Unnerving in the extreme - but what's it about? The cultural associations of singer and song yield an interpretation or three. Although it never appeared on the album itself, Moon River was recorded around the time of Vauxhall And I, arguably the peak of Morrissey's oft-expressed fascination with young, male, working-class criminality. Although the B-side of Hold On To Your Friends, his version was first available as part of an import EP, with Now My Heart Is Full (the chorus of which references the murderous protagonist of Graham Greene's depressing 1938 novel Brighton Rock) and Jack The Ripper (written from the viewpoint of the 1888 killer of Whitechapel prostitutes). The CD cover depicts the naked, slightly out-of-focus torso of La Moz, apparently hanging from his arms - looking for all the world like the star of a snuff movie...
The song itself is secondarily associated, via Breakfast At Tiffany's, with Capote - another non-heterosexual writer attracted to the murky glamour of young, male, working-class murderers of the early 20th Century. With In Cold Blood in mind, the idea of "two drifters off to see the world... not so sure the world deserves us" takes on a rather more macabre cast.
So. Without fundamentally changing the lyrics, Morrissey manages to take Moon River into the realms of... well, serial murder, the slaughter of women by men. His emotionally distant vocal starts to sound like the disconnected ditty of a sadistic killer ignoring the cries of his victim, getting himself 'into the zone', sharpening his knives...

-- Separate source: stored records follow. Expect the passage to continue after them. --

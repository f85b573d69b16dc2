use deepagents_core::{
    resolve, EnvSnapshot, ErrorKind, ProviderId, ProviderRegistry, ResolveError,
};

/// Every variable any built-in provider reads, set to a plausible value.
fn full_env() -> EnvSnapshot {
    EnvSnapshot::new()
        .with("OLLAMA_BASE_URL", "http://localhost:11434")
        .with("OLLAMA_MODEL", "llama3")
        .with("LMSTUDIO_BASE_URL", "http://localhost:1234/v1")
        .with("LMSTUDIO_MODEL", "qwen2.5-7b-instruct")
        .with("AZURE_OPENAI_ENDPOINT", "https://example.openai.azure.com/")
        .with("AZURE_OPENAI_API_KEY", "azure-key")
        .with("AZURE_OPENAI_API_VERSION", "2024-10-21")
        .with("AZURE_OPENAI_DEPLOYMENT", "prod-gpt4o")
        .with("OPENAI_API_KEY", "openai-key")
        .with("ANTHROPIC_API_KEY", "anthropic-key")
        .with("GOOGLE_API_KEY", "google-key")
}

#[test]
fn qualified_spec_keeps_the_requested_model() {
    let env = full_env();
    for entry in ProviderRegistry::builtin().entries() {
        let spec = format!("{}:custom-model", entry.id);
        let config = resolve(&spec, &env).unwrap();
        assert_eq!(config.provider, entry.id);
        assert_eq!(config.model_id, "custom-model", "spec {}", spec);
    }
}

#[test]
fn bare_models_follow_the_documented_mapping() {
    let env = full_env();
    let cases = [
        ("gpt-4o", ProviderId::OpenAi),
        ("claude-3", ProviderId::Anthropic),
        ("gemini-pro", ProviderId::Google),
    ];
    for (model, expected) in cases {
        let config = resolve(model, &env).unwrap();
        assert_eq!(config.provider, expected, "model {}", model);
        assert_eq!(config.model_id, model);
    }
}

#[test]
fn each_missing_required_variable_is_named() {
    for entry in ProviderRegistry::builtin().entries() {
        for &variable in entry.required {
            let mut env = full_env();
            env.remove(variable);
            let err = resolve(&format!("{}:m", entry.id), &env).unwrap_err();
            assert_eq!(err.kind(), ErrorKind::MissingConfiguration);
            assert_eq!(
                err,
                ResolveError::MissingConfiguration {
                    provider: entry.id,
                    variable
                }
            );
            assert!(err.to_string().contains(variable));
        }
    }
}

#[test]
fn unknown_provider_id_is_rejected() {
    let err = resolve("foo:bar", &full_env()).unwrap_err();
    assert_eq!(err.kind(), ErrorKind::UnknownProvider);
    assert!(matches!(err, ResolveError::UnknownProvider { ref provider, .. } if provider == "foo"));
}

#[test]
fn resolution_is_deterministic() {
    let env = full_env();
    for spec in ["azure:x", "gpt-4o", "ollama:llama3:8b", "foo:bar", "mistral"] {
        assert_eq!(resolve(spec, &env), resolve(spec, &env), "spec {}", spec);
    }
}

#[test]
fn ollama_tags_survive_the_split() {
    let config = resolve("ollama:llama3:8b", &full_env()).unwrap();
    assert_eq!(config.model_id, "llama3:8b");
    assert_eq!(config.base_url.as_deref(), Some("http://localhost:11434"));
}

#[test]
fn azure_example_from_the_readme() {
    let env = EnvSnapshot::new()
        .with("AZURE_OPENAI_ENDPOINT", "https://x/")
        .with("AZURE_OPENAI_API_KEY", "k")
        .with("AZURE_OPENAI_API_VERSION", "2024-10-21")
        .with("AZURE_OPENAI_DEPLOYMENT", "my-deployment");
    let config = resolve("azure:my-deployment", &env).unwrap();
    assert_eq!(config.provider, ProviderId::Azure);
    assert_eq!(config.endpoint(), Some("https://x/"));
    assert_eq!(config.deployment.as_deref(), Some("my-deployment"));
}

That's the feel the song gives me. Am I reading too much into it? Perhaps it's because the lyric is so stripped-down and circular - and the twin vocal so disturbing - that I've sought meaning in the extended context: what I know of Morrissey's character and preoccupations, the history of the song itself, the CD tracklist and packaging?
Is it a good cover version or a bad cover version? Does Morrissey's uniquely personal interpretation ruin the song? Is it offensively misogynist?